En vérité, ils ne sont pas dignes.

Dimanche 16 Mars 2014 - 06:51



C’est une réalité à laquelle le régime en place doit dorénavant se conformer. Le monopole médiatique national et le soutien des médias internationaux dont il jouissait aux heures chaudes de la crise post-électorale, ne sont, désormais plus, qu’un lointain souvenir. Il lui faudra, à l’avenir, rivaliser avec le géant et l’omniprésent Internet, qui intègre notamment, les réseaux sociaux, devenus, plus que jamais, en ce 21ème siècle, un puissant outil de communication.
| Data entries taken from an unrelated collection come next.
//! World command implementation.

use super::output::{JsonWorld, format_world_text, render_ascii};
use super::{CliError, OutputFormat, resolve_seed};
use gemrail::world::{WorldConfig, generate_world, load_stations};
use std::fs;
use std::path::PathBuf;

/// Stations used when no file is given.
const BUILTIN_STATIONS: &str = r#"[
  {"name": "上海", "lat": 31.23, "lng": 121.47, "population": 24870000, "level": 4},
  {"name": "苏州", "lat": 31.30, "lng": 120.62, "population": 12750000, "level": 3},
  {"name": "无锡", "lat": 31.49, "lng": 120.31, "population": 7460000, "level": 3},
  {"name": "常州", "lat": 31.81, "lng": 119.97, "population": 5280000, "level": 2},
  {"name": "南京", "lat": 32.06, "lng": 118.80, "population": 9310000, "level": 4},
  {"name": "杭州", "lat": 30.27, "lng": 120.16, "population": 12200000, "level": 4},
  {"name": "嘉兴", "lat": 30.75, "lng": 120.76, "population": 5400000, "level": 2},
  {"name": "湖州", "lat": 30.89, "lng": 120.09, "population": 3370000, "level": 1}
]"#;

/// Arguments for board generation.
#[derive(clap::Args, Debug)]
pub(crate) struct WorldArgs {
    /// Station list JSON: `[{"name", "lat", "lng", "population", "level"}]`
    #[arg(long)]
    stations: Option<PathBuf>,

    /// Random seed (default: random)
    #[arg(short, long)]
    seed: Option<u64>,

    /// Grid units per degree
    #[arg(long, default_value = "96")]
    scale: f64,

    /// Terrain radius around each station
    #[arg(long, default_value = "6")]
    radius: i32,

    /// Chance a road tile becomes an event tile
    #[arg(long, default_value = "0.3")]
    special_chance: f64,

    /// Skip shortcut roads
    #[arg(long)]
    no_shortcuts: bool,

    /// Draw the board after the summary
    #[arg(long)]
    map: bool,

    /// Output format: text or json
    #[arg(short, long, default_value = "text")]
    format: OutputFormat,
}

/// Execute the world command.
///
/// # Errors
///
/// Returns an error if the station list cannot be read or parsed, or the
/// settings are invalid.
pub(crate) fn execute(args: &WorldArgs) -> Result<(), CliError> {
    let text = match &args.stations {
        Some(path) => fs::read_to_string(path)
            .map_err(|e| CliError::new(format!("Failed to read {}: {e}", path.display())))?,
        None => BUILTIN_STATIONS.to_string(),
    };
    let stations = load_stations(&text)?;
    let seed = resolve_seed(args.seed);
    let config = WorldConfig {
        seed,
        scale: args.scale,
        render_radius: args.radius,
        special_chance: args.special_chance,
        shortcuts: !args.no_shortcuts,
        ..WorldConfig::default()
    };
    let world = generate_world(&stations, &config)?;

    match args.format {
        OutputFormat::Text => {
            print!("{}", format_world_text(seed, &world));
            if args.map {
                println!();
                print!("{}", render_ascii(&world));
            }
        }
        OutputFormat::Json => {
            println!("{}", serde_json::to_string_pretty(&JsonWorld::from_world(seed, &world))?);
        }
    }
    Ok(())
}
Les détails sur l’opération chirurgicale subie par Alassane Ouattara en France, et qui étaient sensés rester ultra-confidentiels, ont pourtant été divulgués à travers les réseaux sociaux. L’on a pu assister à tout le mal que s’est donné le régime en place pour tenter de taire les rumeurs les plus folles à ce sujet. Mais aussi et surtout, au retour organisé et précipité, en désespoir de cause, d’Alassane Ouattara, au risque de mettre en péril l’état de santé, visiblement, très précaire de ce dernier.
Tout récemment, des photos Blé Goudé et de Jean Yves Dibopieu, prisonniers du régime d’Alassane Ouattara, ont été rendues publiques, une fois de plus, par le canal des réseaux sociaux, créant au passage, un émoi général et jetant l’opprobre sur le régime tenu par Alassane Ouattara.
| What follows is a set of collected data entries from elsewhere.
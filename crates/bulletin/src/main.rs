mod chat;
mod cli;
mod config;
mod logging;
mod summarize;

use anyhow::Result;
use clap::Parser;

use crate::cli::{Cli, Command};

fn main() -> Result<()> {
    let cli = Cli::parse();
    let verbose = if cli.verbose {
        true
    } else {
        logging::env_flag()
    };
    logging::init(verbose);
    match cli.command {
        Command::Summarize {
            input,
            instructions,
        } => summarize::run(input, instructions),
        Command::Chat { attach } => chat::run(attach),
    }
}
Dans la foulée, certains se sont laissés envahir par l’émotion. A la vue des photographies dégradantes de ces deux hommes, avérés proches de Laurent Gbagbo. Aux uns la pitié, les pleurs ; aux autres, la colère, l’indignation…, oubliant que ces deux jeunes leaders d’opinion ne sont rien de plus, aux yeux du régime Ouattara, que des trophées de guerre et non pas, comme ce régime veut le faire croire à l’opinion, des prisonniers de droit commun.
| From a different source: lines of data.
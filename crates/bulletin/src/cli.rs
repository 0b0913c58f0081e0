use clap::{ArgAction, Parser, Subcommand};

#[derive(Parser, Debug)]
#[command(name = "bulletin", about = "Token-bounded map-reduce document summarizer")]
pub struct Cli {
    #[arg(long, global = true, action = ArgAction::SetTrue)]
    pub verbose: bool,
    #[command(subcommand)]
    pub command: Command,
}

#[derive(Subcommand, Debug)]
pub enum Command {
    /// Summarize a plain-text document in one shot.
    Summarize {
        input: String,
        /// Path to a guided-instructions file; a built-in template is used
        /// when omitted.
        #[arg(long)]
        instructions: Option<String>,
    },
    /// Interactive chat over an optional attached document.
    Chat {
        /// Plain-text file whose content grounds every turn.
        #[arg(long)]
        attach: Option<String>,
    },
}
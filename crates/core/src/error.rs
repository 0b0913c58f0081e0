use thiserror::Error;

#[derive(Error, Debug)]
pub enum CoreError {
    #[error("tokenizer error: {0}")]
    Tokenizer(String),
    #[error("invalid token budget: {0}")]
    Budget(String),
}

pub type Result<T> = std::result::Result<T, CoreError>;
Qu’elles sachent, ces personnes enclines aux émotions gratuites, que ce temps, le temps des pleurs, est révolu. Les lamentations n’ont jamais rien résolus. Seule l’action coordonnée et soutenue peut influencer le cours des choses, dans le sens que l’on souhaite. Et cela, les gens du peuple ne le savent que très bien. D’ailleurs, depuis belle lurette, une chose est certaine : nous sommes bel et bien, en Côte d’Ivoire, en face d’un régime tortionnaire et totalitaire ; un régime qui n’accorde aucune considération au respect des droits de l’homme, comme l’ont maintes fois confirmé les organisations internationales de défense des droits de l’homme, dans leurs différents rapports. Pire, nous avons affaire, en Côte d’Ivoire, à un régime qui pratique, à grande échelle, une justice des vainqueurs, consolidée par un « rattrapage ethnique » flagrant.
Nous n’allons donc pas céder aux émotions. Mais nous vous inviterons, à travers ce qu’il est convenu d’appeler « la guerre des photos », à observer de près la laideur d’un régime, détenteur d’un pouvoir immérité. Pour que, le moment venu, il puisse être traité comme tel.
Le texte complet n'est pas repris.